* ASSIGNMENT: Return exactly the listing's lines, from its first line to the line holding "model must be", ends included.
========================================================================
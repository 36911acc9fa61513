use std::path::PathBuf;

use thiserror::Error;

/// Coarse classification of a [`DngError`], so callers can tell bad input
/// apart from resource exhaustion and I/O failures.
#[derive(Debug, Clone, Copy, PartialEq, Eq)]
pub enum ErrorKind {
    InvalidArgument,
    OutOfMemory,
    Io,
}

#[derive(Error, Debug)]
pub enum DngError {
    #[error("Invalid CFA pattern: {0}")]
    InvalidCfaPattern(u32),

    #[error("Invalid calibration illuminant: {0}")]
    InvalidIlluminant(u16),

    #[error("Camera model must be ASCII without NUL bytes: {0:?}")]
    InvalidCameraModel(String),

    #[error("Invalid color matrix entry at index {index}: {reason}")]
    InvalidColorMatrix { index: usize, reason: String },

    #[error("Raster must be contiguous")]
    NonContiguous,

    #[error("Raster must be 2 dimensional, got {0} dimensions")]
    InvalidDimensionality(usize),

    #[error("Raster must be uint8 or uint16, got {0}")]
    UnsupportedSampleType(String),

    #[error("Raster shape {0:?} is too large to address")]
    ShapeTooLarge(Vec<usize>),

    #[error("Invalid image dimensions: width={0}, height={1}")]
    InvalidDimensions(usize, usize),

    #[error("Raster buffer too small: need {needed} bytes, got {actual}")]
    BufferTooSmall { needed: usize, actual: usize },

    #[error("Unable to allocate color matrix")]
    OutOfMemory,

    #[error("Failed to open {} for writing: {source}", path.display())]
    Open {
        path: PathBuf,
        #[source]
        source: std::io::Error,
    },

    #[error("Failed to write row {row}: {reason}")]
    WriteRow { row: u32, reason: String },

    #[error("TIFF encoder rejected the image: {0}")]
    Format(String),

    #[error("Failed to encode DNG: {0}")]
    Encode(String),

    #[error("IO error: {0}")]
    Io(#[from] std::io::Error),
}

impl DngError {
    pub fn kind(&self) -> ErrorKind {
        match self {
            DngError::InvalidCfaPattern(_)
            | DngError::InvalidIlluminant(_)
            | DngError::InvalidCameraModel(_)
            | DngError::InvalidColorMatrix { .. }
            | DngError::NonContiguous
            | DngError::InvalidDimensionality(_)
            | DngError::UnsupportedSampleType(_)
            | DngError::ShapeTooLarge(_)
            | DngError::InvalidDimensions(..)
            | DngError::BufferTooSmall { .. }
            | DngError::Format(_) => ErrorKind::InvalidArgument,
            DngError::OutOfMemory => ErrorKind::OutOfMemory,
            DngError::Open { .. }
            | DngError::WriteRow { .. }
            | DngError::Encode(_)
            | DngError::Io(_) => ErrorKind::Io,
        }
    }
}

impl From<::tiff::TiffError> for DngError {
    fn from(e: ::tiff::TiffError) -> Self {
        match e {
            ::tiff::TiffError::IoError(io) => DngError::Io(io),
            other => DngError::Format(other.to_string()),
        }
    }
}

pub type Result<T> = std::result::Result<T, DngError>;
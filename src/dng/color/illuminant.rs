//! EXIF LightSource codes for the `CalibrationIlluminant1/2` tags.

use crate::dng::common::error::{DngError, Result};

pub const ILLUMINANT_UNKNOWN: u16 = 0;
pub const ILLUMINANT_DAYLIGHT: u16 = 1;
pub const ILLUMINANT_FLUORESCENT: u16 = 2;
pub const ILLUMINANT_TUNGSTEN: u16 = 3;
pub const ILLUMINANT_FLASH: u16 = 4;
pub const ILLUMINANT_FINE_WEATHER: u16 = 9;
pub const ILLUMINANT_CLOUDY_WEATHER: u16 = 10;
pub const ILLUMINANT_SHADE: u16 = 11;
pub const ILLUMINANT_DAYLIGHT_FLUORESCENT: u16 = 12;
pub const ILLUMINANT_DAY_WHITE_FLUORESCENT: u16 = 13;
pub const ILLUMINANT_COOL_WHITE_FLUORESCENT: u16 = 14;
pub const ILLUMINANT_WHITE_FLUORESCENT: u16 = 15;
pub const ILLUMINANT_STANDARD_LIGHT_A: u16 = 17;
pub const ILLUMINANT_STANDARD_LIGHT_B: u16 = 18;
pub const ILLUMINANT_STANDARD_LIGHT_C: u16 = 19;
pub const ILLUMINANT_D55: u16 = 20;
pub const ILLUMINANT_D65: u16 = 21;
pub const ILLUMINANT_D75: u16 = 22;
pub const ILLUMINANT_D50: u16 = 23;
pub const ILLUMINANT_ISO_STUDIO_TUNGSTEN: u16 = 24;
pub const ILLUMINANT_OTHER: u16 = 255;

/// Light source a color matrix was calibrated under
#[derive(Debug, Clone, Copy, PartialEq, Eq, Hash)]
pub enum Illuminant {
    Unknown,
    Daylight,
    Fluorescent,
    Tungsten,
    Flash,
    FineWeather,
    CloudyWeather,
    Shade,
    DaylightFluorescent,
    DayWhiteFluorescent,
    CoolWhiteFluorescent,
    WhiteFluorescent,
    StandardLightA,
    StandardLightB,
    StandardLightC,
    D55,
    D65,
    D75,
    D50,
    IsoStudioTungsten,
    Other,
}

impl Illuminant {
    pub fn code(self) -> u16 {
        match self {
            Illuminant::Unknown => ILLUMINANT_UNKNOWN,
            Illuminant::Daylight => ILLUMINANT_DAYLIGHT,
            Illuminant::Fluorescent => ILLUMINANT_FLUORESCENT,
            Illuminant::Tungsten => ILLUMINANT_TUNGSTEN,
            Illuminant::Flash => ILLUMINANT_FLASH,
            Illuminant::FineWeather => ILLUMINANT_FINE_WEATHER,
            Illuminant::CloudyWeather => ILLUMINANT_CLOUDY_WEATHER,
            Illuminant::Shade => ILLUMINANT_SHADE,
            Illuminant::DaylightFluorescent => ILLUMINANT_DAYLIGHT_FLUORESCENT,
            Illuminant::DayWhiteFluorescent => ILLUMINANT_DAY_WHITE_FLUORESCENT,
            Illuminant::CoolWhiteFluorescent => ILLUMINANT_COOL_WHITE_FLUORESCENT,
            Illuminant::WhiteFluorescent => ILLUMINANT_WHITE_FLUORESCENT,
            Illuminant::StandardLightA => ILLUMINANT_STANDARD_LIGHT_A,
            Illuminant::StandardLightB => ILLUMINANT_STANDARD_LIGHT_B,
            Illuminant::StandardLightC => ILLUMINANT_STANDARD_LIGHT_C,
            Illuminant::D55 => ILLUMINANT_D55,
            Illuminant::D65 => ILLUMINANT_D65,
            Illuminant::D75 => ILLUMINANT_D75,
            Illuminant::D50 => ILLUMINANT_D50,
            Illuminant::IsoStudioTungsten => ILLUMINANT_ISO_STUDIO_TUNGSTEN,
            Illuminant::Other => ILLUMINANT_OTHER,
        }
    }

    pub fn from_code(code: u16) -> Result<Self> {
        let illuminant = match code {
            ILLUMINANT_UNKNOWN => Illuminant::Unknown,
            ILLUMINANT_DAYLIGHT => Illuminant::Daylight,
            ILLUMINANT_FLUORESCENT => Illuminant::Fluorescent,
            ILLUMINANT_TUNGSTEN => Illuminant::Tungsten,
            ILLUMINANT_FLASH => Illuminant::Flash,
            ILLUMINANT_FINE_WEATHER => Illuminant::FineWeather,
            ILLUMINANT_CLOUDY_WEATHER => Illuminant::CloudyWeather,
            ILLUMINANT_SHADE => Illuminant::Shade,
            ILLUMINANT_DAYLIGHT_FLUORESCENT => Illuminant::DaylightFluorescent,
            ILLUMINANT_DAY_WHITE_FLUORESCENT => Illuminant::DayWhiteFluorescent,
            ILLUMINANT_COOL_WHITE_FLUORESCENT => Illuminant::CoolWhiteFluorescent,
            ILLUMINANT_WHITE_FLUORESCENT => Illuminant::WhiteFluorescent,
            ILLUMINANT_STANDARD_LIGHT_A => Illuminant::StandardLightA,
            ILLUMINANT_STANDARD_LIGHT_B => Illuminant::StandardLightB,
            ILLUMINANT_STANDARD_LIGHT_C => Illuminant::StandardLightC,
            ILLUMINANT_D55 => Illuminant::D55,
            ILLUMINANT_D65 => Illuminant::D65,
            ILLUMINANT_D75 => Illuminant::D75,
            ILLUMINANT_D50 => Illuminant::D50,
            ILLUMINANT_ISO_STUDIO_TUNGSTEN => Illuminant::IsoStudioTungsten,
            ILLUMINANT_OTHER => Illuminant::Other,
            other => return Err(DngError::InvalidIlluminant(other)),
        };
        Ok(illuminant)
    }
}

impl TryFrom<u16> for Illuminant {
    type Error = DngError;

    fn try_from(code: u16) -> Result<Self> {
        Illuminant::from_code(code)
    }
}

impl From<Illuminant> for u16 {
    fn from(illuminant: Illuminant) -> u16 {
        illuminant.code()
    }
}
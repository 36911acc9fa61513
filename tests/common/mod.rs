//! Minimal TIFF directory reader used to inspect files written by the
//! encoder.

#![allow(dead_code)]

use std::collections::BTreeMap;
use std::path::Path;

pub const TAG_IMAGE_WIDTH: u16 = 256;
pub const TAG_IMAGE_LENGTH: u16 = 257;
pub const TAG_BITS_PER_SAMPLE: u16 = 258;
pub const TAG_COMPRESSION: u16 = 259;
pub const TAG_PHOTOMETRIC: u16 = 262;
pub const TAG_STRIP_OFFSETS: u16 = 273;
pub const TAG_ORIENTATION: u16 = 274;
pub const TAG_SAMPLES_PER_PIXEL: u16 = 277;
pub const TAG_ROWS_PER_STRIP: u16 = 278;
pub const TAG_STRIP_BYTE_COUNTS: u16 = 279;
pub const TAG_PLANAR_CONFIGURATION: u16 = 284;
pub const TAG_NEW_SUBFILE_TYPE: u16 = 254;
pub const TAG_CFA_REPEAT_PATTERN_DIM: u16 = 33421;
pub const TAG_CFA_PATTERN: u16 = 33422;
pub const TAG_DNG_VERSION: u16 = 50706;
pub const TAG_DNG_BACKWARD_VERSION: u16 = 50707;
pub const TAG_UNIQUE_CAMERA_MODEL: u16 = 50708;
pub const TAG_COLOR_MATRIX1: u16 = 50721;
pub const TAG_COLOR_MATRIX2: u16 = 50722;
pub const TAG_CALIBRATION_ILLUMINANT1: u16 = 50778;
pub const TAG_CALIBRATION_ILLUMINANT2: u16 = 50779;

pub const TYPE_BYTE: u16 = 1;
pub const TYPE_ASCII: u16 = 2;
pub const TYPE_SHORT: u16 = 3;
pub const TYPE_LONG: u16 = 4;
pub const TYPE_SRATIONAL: u16 = 10;

#[derive(Debug, Clone)]
pub struct Entry {
    pub field_type: u16,
    pub count: u32,
    pub data: Vec<u8>,
}

#[derive(Debug)]
pub struct ParsedTiff {
    pub little_endian: bool,
    pub entries: BTreeMap<u16, Entry>,
    pub next_ifd: u32,
    bytes: Vec<u8>,
}

fn type_size(field_type: u16) -> usize {
    match field_type {
        1 | 2 | 6 | 7 => 1,
        3 | 8 => 2,
        4 | 9 | 11 | 13 => 4,
        5 | 10 | 12 | 16 | 17 | 18 => 8,
        other => panic!("unknown TIFF field type {other}"),
    }
}

impl ParsedTiff {
    pub fn read(path: &Path) -> Self {
        Self::parse(std::fs::read(path).expect("failed to read output"))
    }

    pub fn parse(bytes: Vec<u8>) -> Self {
        let little_endian = match &bytes[..2] {
            b"II" => true,
            b"MM" => false,
            other => panic!("bad byte order mark {other:?}"),
        };
        let mut tiff = ParsedTiff {
            little_endian,
            entries: BTreeMap::new(),
            next_ifd: 0,
            bytes,
        };
        assert_eq!(tiff.u16_at(2), 42, "not a classic TIFF");

        let ifd = tiff.u32_at(4) as usize;
        let count = tiff.u16_at(ifd) as usize;
        let mut previous_tag = None;
        for i in 0..count {
            let at = ifd + 2 + i * 12;
            let tag = tiff.u16_at(at);
            assert!(previous_tag < Some(tag), "IFD entries must be sorted and unique");
            previous_tag = Some(tag);

            let field_type = tiff.u16_at(at + 2);
            let value_count = tiff.u32_at(at + 4);
            let len = type_size(field_type) * value_count as usize;
            let start = if len <= 4 { at + 8 } else { tiff.u32_at(at + 8) as usize };
            let data = tiff.bytes[start..start + len].to_vec();
            tiff.entries.insert(
                tag,
                Entry {
                    field_type,
                    count: value_count,
                    data,
                },
            );
        }
        tiff.next_ifd = tiff.u32_at(ifd + 2 + count * 12);
        tiff
    }

    fn u16_from(&self, b: [u8; 2]) -> u16 {
        if self.little_endian { u16::from_le_bytes(b) } else { u16::from_be_bytes(b) }
    }

    fn u32_from(&self, b: [u8; 4]) -> u32 {
        if self.little_endian { u32::from_le_bytes(b) } else { u32::from_be_bytes(b) }
    }

    fn u16_at(&self, at: usize) -> u16 {
        self.u16_from([self.bytes[at], self.bytes[at + 1]])
    }

    fn u32_at(&self, at: usize) -> u32 {
        self.u32_from(self.bytes[at..at + 4].try_into().unwrap())
    }

    pub fn entry(&self, tag: u16) -> &Entry {
        self.entries
            .get(&tag)
            .unwrap_or_else(|| panic!("tag {tag} missing"))
    }

    pub fn has(&self, tag: u16) -> bool {
        self.entries.contains_key(&tag)
    }

    /// BYTE, SHORT or LONG values widened to u64
    pub fn unsigned(&self, tag: u16) -> Vec<u64> {
        let entry = self.entry(tag);
        match entry.field_type {
            TYPE_BYTE => entry.data.iter().map(|&b| b as u64).collect(),
            TYPE_SHORT => entry
                .data
                .chunks_exact(2)
                .map(|c| self.u16_from([c[0], c[1]]) as u64)
                .collect(),
            TYPE_LONG => entry
                .data
                .chunks_exact(4)
                .map(|c| self.u32_from(c.try_into().unwrap()) as u64)
                .collect(),
            other => panic!("tag {tag} has non-integer type {other}"),
        }
    }

    pub fn ascii(&self, tag: u16) -> String {
        let entry = self.entry(tag);
        assert_eq!(entry.field_type, TYPE_ASCII);
        let text = entry.data.split(|&b| b == 0).next().unwrap_or_default();
        String::from_utf8(text.to_vec()).unwrap()
    }

    pub fn srational(&self, tag: u16) -> Vec<f64> {
        let entry = self.entry(tag);
        assert_eq!(entry.field_type, TYPE_SRATIONAL);
        entry
            .data
            .chunks_exact(8)
            .map(|c| {
                let n = self.u32_from(c[..4].try_into().unwrap()) as i32;
                let d = self.u32_from(c[4..].try_into().unwrap()) as i32;
                n as f64 / d as f64
            })
            .collect()
    }

    /// Raw bytes of every strip, in directory order
    pub fn strips(&self) -> Vec<Vec<u8>> {
        let offsets = self.unsigned(TAG_STRIP_OFFSETS);
        let counts = self.unsigned(TAG_STRIP_BYTE_COUNTS);
        assert_eq!(offsets.len(), counts.len());
        offsets
            .iter()
            .zip(counts.iter())
            .map(|(&offset, &count)| self.bytes[offset as usize..(offset + count) as usize].to_vec())
            .collect()
    }

    pub fn u16_samples(&self, strip: &[u8]) -> Vec<u16> {
        strip.chunks_exact(2).map(|c| self.u16_from([c[0], c[1]])).collect()
    }
}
========================================================================
* ANSWER SECTION:
repository 36911acc9fa61513
use std::path::PathBuf;

use thiserror::Error;

/// Coarse classification of a [`DngError`], so callers can tell bad input
/// apart from resource exhaustion and I/O failures.
#[derive(Debug, Clone, Copy, PartialEq, Eq)]
pub enum ErrorKind {
    InvalidArgument,
    OutOfMemory,
    Io,
}

#[derive(Error, Debug)]
pub enum DngError {
    #[error("Invalid CFA pattern: {0}")]
    InvalidCfaPattern(u32),

    #[error("Invalid calibration illuminant: {0}")]
    InvalidIlluminant(u16),

    #[error("Camera model must be ASCII without NUL bytes: {0:?}")]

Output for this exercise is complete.